The beguines began to form in various parts of Europe over eight hundred years ago, around the year 1200. Beguines were laywomen, not nuns, and thus did not take solemn vows and did not live in monasteries. The beguines were a phenomenal movement that swept across Europe yet they were never a religious order or a formalized movement. But there were common elements that rendered these women distinctive and familiar, including their common way of life, their unusual business acumen, and their commitment to the poor and marginalized. These women were essentially self-defined, in opposition to the many attempts to control and define them. They lived by themselves or together in so-called beguinages, which could be single houses for as few as a handful of beguines or, as in Brugge and Amsterdam, walled-in rows of houses (enclosing a central court with a chapel) where over a thousand beguines might live a village of women within a medieval town or city. And each region of Europe has its own beguine stories to tell.
Among the beguines were celebrated spiritual writers and mystics, including Mechthild of Magdeburg, Beatrijs of Nazareth, Hadewijch of Brabant, and Marguerite Porete, who was condemned as a heretic and burned at the stake in Paris in 1310. She was not the only beguine suspected of heresy, and often politics were the driving force behind such charges. Certain clerics defended beguines against charges of heresy, while other women had to go undercover by joining a Benedictine or Cistercian monastery.
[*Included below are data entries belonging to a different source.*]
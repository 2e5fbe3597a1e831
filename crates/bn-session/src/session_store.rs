use crate::{
    SessionKey, SessionStoreError, SessionStoreResult,
    cipher::{self, KeyMaterial},
    file_io,
    stored_session::StoredSession,
};

use bn_core::SessionRecord;

use std::fs;
use std::io::ErrorKind;
use std::path::{Path, PathBuf};
use std::sync::{Mutex, MutexGuard, PoisonError};

use log::{debug, error, info, warn};

const KEY_FILE_EXTENSION: &str = "key";
const DATA_FILE_EXTENSION: &str = "dat";

/// Durable, encrypted key-value store for the signed-in user's session.
///
/// Two files live under `dir`, both named after the namespace: the key
/// material (`<namespace>.key`) and the sealed payload (`<namespace>.dat`).
/// File access is serialised through an internal lock, so a shared handle
/// (`Arc<SessionStore>`) can be used from any task.
///
/// None of the public operations fail. Write errors are logged and the write
/// is abandoned as a whole; read errors read as "no session". If the key
/// material or the payload is corrupted, both files are deleted and the store
/// starts over empty, equivalent to a fresh install.
#[derive(Debug)]
pub struct SessionStore {
    dir: PathBuf,
    namespace: String,
    lock: Mutex<()>,
}

impl SessionStore {
    /// Opens (or creates) the store under `dir`.
    ///
    /// Corrupted state found here is healed before the store is returned.
    pub fn open(dir: impl Into<PathBuf>, namespace: impl Into<String>) -> Self {
        let store = Self {
            dir: dir.into(),
            namespace: namespace.into(),
            lock: Mutex::new(()),
        };

        {
            let _guard = store.guard();
            match store.prepare() {
                Ok(()) => info!("Session store ready at {:?}", store.dir),
                Err(e) if e.requires_reset() => store.reset(&e),
                Err(e) => error!("Session store unavailable, continuing without it: {e}"),
            }
        }

        store
    }

    pub fn dir(&self) -> &Path {
        &self.dir
    }

    pub fn namespace(&self) -> &str {
        &self.namespace
    }

    /// Overwrites every field in one write.
    ///
    /// Either all four fields are persisted or none are. Failures are logged
    /// and never propagated.
    pub fn save(&self, user_id: &str, email: &str, display_name: &str, is_admin: bool) {
        let record = StoredSession {
            user_id: Some(user_id.to_string()),
            user_email: Some(email.to_string()),
            user_name: Some(display_name.to_string()),
            is_admin,
        };

        let _guard = self.guard();
        match self.write_healing(&record) {
            Ok(()) => debug!("Saved session for user {user_id}"),
            Err(e) if e.is_transient() => {
                warn!("Session for user {user_id} not saved, previous session kept: {e}")
            }
            Err(e) => error!("Failed to save session for user {user_id}: {e}"),
        }
    }

    /// Persists a complete session record.
    pub fn save_record(&self, record: &SessionRecord) {
        self.save(
            &record.user_id,
            &record.email,
            &record.display_name,
            record.is_admin,
        );
    }

    /// Reads one field. `IsAdmin` reads as `"true"`/`"false"`.
    pub fn get(&self, key: SessionKey) -> Option<String> {
        self.snapshot()?.get(key)
    }

    pub fn user_id(&self) -> Option<String> {
        self.get(SessionKey::UserId)
    }

    pub fn email(&self) -> Option<String> {
        self.get(SessionKey::UserEmail)
    }

    pub fn display_name(&self) -> Option<String> {
        self.get(SessionKey::UserName)
    }

    pub fn is_admin(&self) -> bool {
        self.snapshot().is_some_and(|s| s.is_admin)
    }

    /// The full record, present only when user id, email and display name are all set.
    pub fn record(&self) -> Option<SessionRecord> {
        self.snapshot()?.to_record()
    }

    /// Whether a complete record is stored.
    pub fn has_session(&self) -> bool {
        self.record().is_some()
    }

    /// Removes every field. Idempotent.
    pub fn clear(&self) {
        let _guard = self.guard();
        let path = self.data_path();

        match file_io::remove_if_exists(&path) {
            Ok(()) => debug!("Cleared session store"),
            Err(e) => error!("Failed to clear session store at {path:?}: {e}"),
        }
    }

    // =========================================================================
    // Internals (callers hold the lock)
    // =========================================================================

    fn guard(&self) -> MutexGuard<'_, ()> {
        self.lock.lock().unwrap_or_else(PoisonError::into_inner)
    }

    pub(crate) fn key_path(&self) -> PathBuf {
        self.dir
            .join(format!("{}.{KEY_FILE_EXTENSION}", self.namespace))
    }

    pub(crate) fn data_path(&self) -> PathBuf {
        self.dir
            .join(format!("{}.{DATA_FILE_EXTENSION}", self.namespace))
    }

    fn aad(&self) -> Vec<u8> {
        format!("bishnoi-session:v1|{}", self.namespace).into_bytes()
    }

    /// Ensures the directory and key exist and that any payload decrypts.
    fn prepare(&self) -> SessionStoreResult<()> {
        fs::create_dir_all(&self.dir)
            .map_err(|e| SessionStoreError::dir_creation(self.dir.clone(), e))?;
        self.read_record().map(|_| ())
    }

    fn snapshot(&self) -> Option<StoredSession> {
        let _guard = self.guard();

        match self.read_record() {
            Ok(record) => record,
            Err(e) if e.requires_reset() => {
                self.reset(&e);
                None
            }
            Err(e) if e.is_transient() => {
                warn!("Session store unreadable, treating as signed out: {e}");
                None
            }
            Err(e) => {
                error!("Session store unavailable, treating as signed out: {e}");
                None
            }
        }
    }

    fn read_record(&self) -> SessionStoreResult<Option<StoredSession>> {
        let data_path = self.data_path();

        let sealed = match fs::read(&data_path) {
            Ok(bytes) => bytes,
            Err(e) if e.kind() == ErrorKind::NotFound => {
                // Still validate key material so corruption is caught early.
                self.load_key()?;
                return Ok(None);
            }
            Err(e) => return Err(SessionStoreError::file_read(data_path, e)),
        };

        let Some(key) = self.load_key()? else {
            return Err(SessionStoreError::corrupted(
                self.key_path(),
                "payload present without key material",
            ));
        };

        let plaintext = cipher::open(&key, &self.aad(), &sealed, &data_path)?;
        let record = serde_json::from_slice::<StoredSession>(&plaintext).map_err(|e| {
            SessionStoreError::corrupted(data_path.clone(), format!("invalid payload: {e}"))
        })?;

        Ok(Some(record))
    }

    /// Loads the key file. `Ok(None)` means no key has been created yet.
    fn load_key(&self) -> SessionStoreResult<Option<KeyMaterial>> {
        let key_path = self.key_path();

        match fs::read(&key_path) {
            Ok(bytes) => cipher::key_from_bytes(&key_path, &bytes).map(Some),
            Err(e) if e.kind() == ErrorKind::NotFound => Ok(None),
            Err(e) => Err(SessionStoreError::key_unreadable(key_path, e)),
        }
    }

    fn load_or_create_key(&self) -> SessionStoreResult<KeyMaterial> {
        if let Some(key) = self.load_key()? {
            return Ok(key);
        }

        fs::create_dir_all(&self.dir)
            .map_err(|e| SessionStoreError::dir_creation(self.dir.clone(), e))?;

        let key = cipher::generate_key();
        file_io::write_atomic(&self.key_path(), &key)?;
        info!("Created session key material at {:?}", self.key_path());
        Ok(key)
    }

    pub(crate) fn write_record(&self, record: &StoredSession) -> SessionStoreResult<()> {
        let key = self.load_or_create_key()?;
        let plaintext = serde_json::to_vec(record)?;
        let sealed = cipher::seal(&key, &self.aad(), &plaintext)?;
        file_io::write_atomic(&self.data_path(), &sealed)
    }

    /// Writes, wiping and retrying once if the key material turns out corrupted.
    fn write_healing(&self, record: &StoredSession) -> SessionStoreResult<()> {
        match self.write_record(record) {
            Err(e) if e.requires_reset() => {
                self.reset(&e);
                self.write_record(record)
            }
            other => other,
        }
    }

    /// Deletes both store files so the next access starts from an empty store.
    fn reset(&self, cause: &SessionStoreError) {
        warn!("Session store corrupted, recreating empty store: {cause}");

        for path in [self.data_path(), self.key_path()] {
            if let Err(e) = file_io::remove_if_exists(&path) {
                error!("Failed to delete corrupted session file {path:?}: {e}");
            }
        }
    }
}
Amazingly, many beguine communities survived for a long time despite oppression, wars, the plague, and other human and natural disasters. Beguines lived through and helped propel times of great transition and reform. Beguines courageously spoke to power and corruption, never despairing of God’s compassion for humanity. They used their business acumen to establish and support ministries that extended education, health care, and other social services to the vulnerable. And they preached and taught of a loving God who desired a relationship with each individual person while calling to reform those who used God’s name for personal gain.
What strength of spirit protected the lives of these women and their beguinages? What can we learn from them? What might they teach us? The beguines have much to say to our world today. This book invites us to listen to their voices, to discover them anew.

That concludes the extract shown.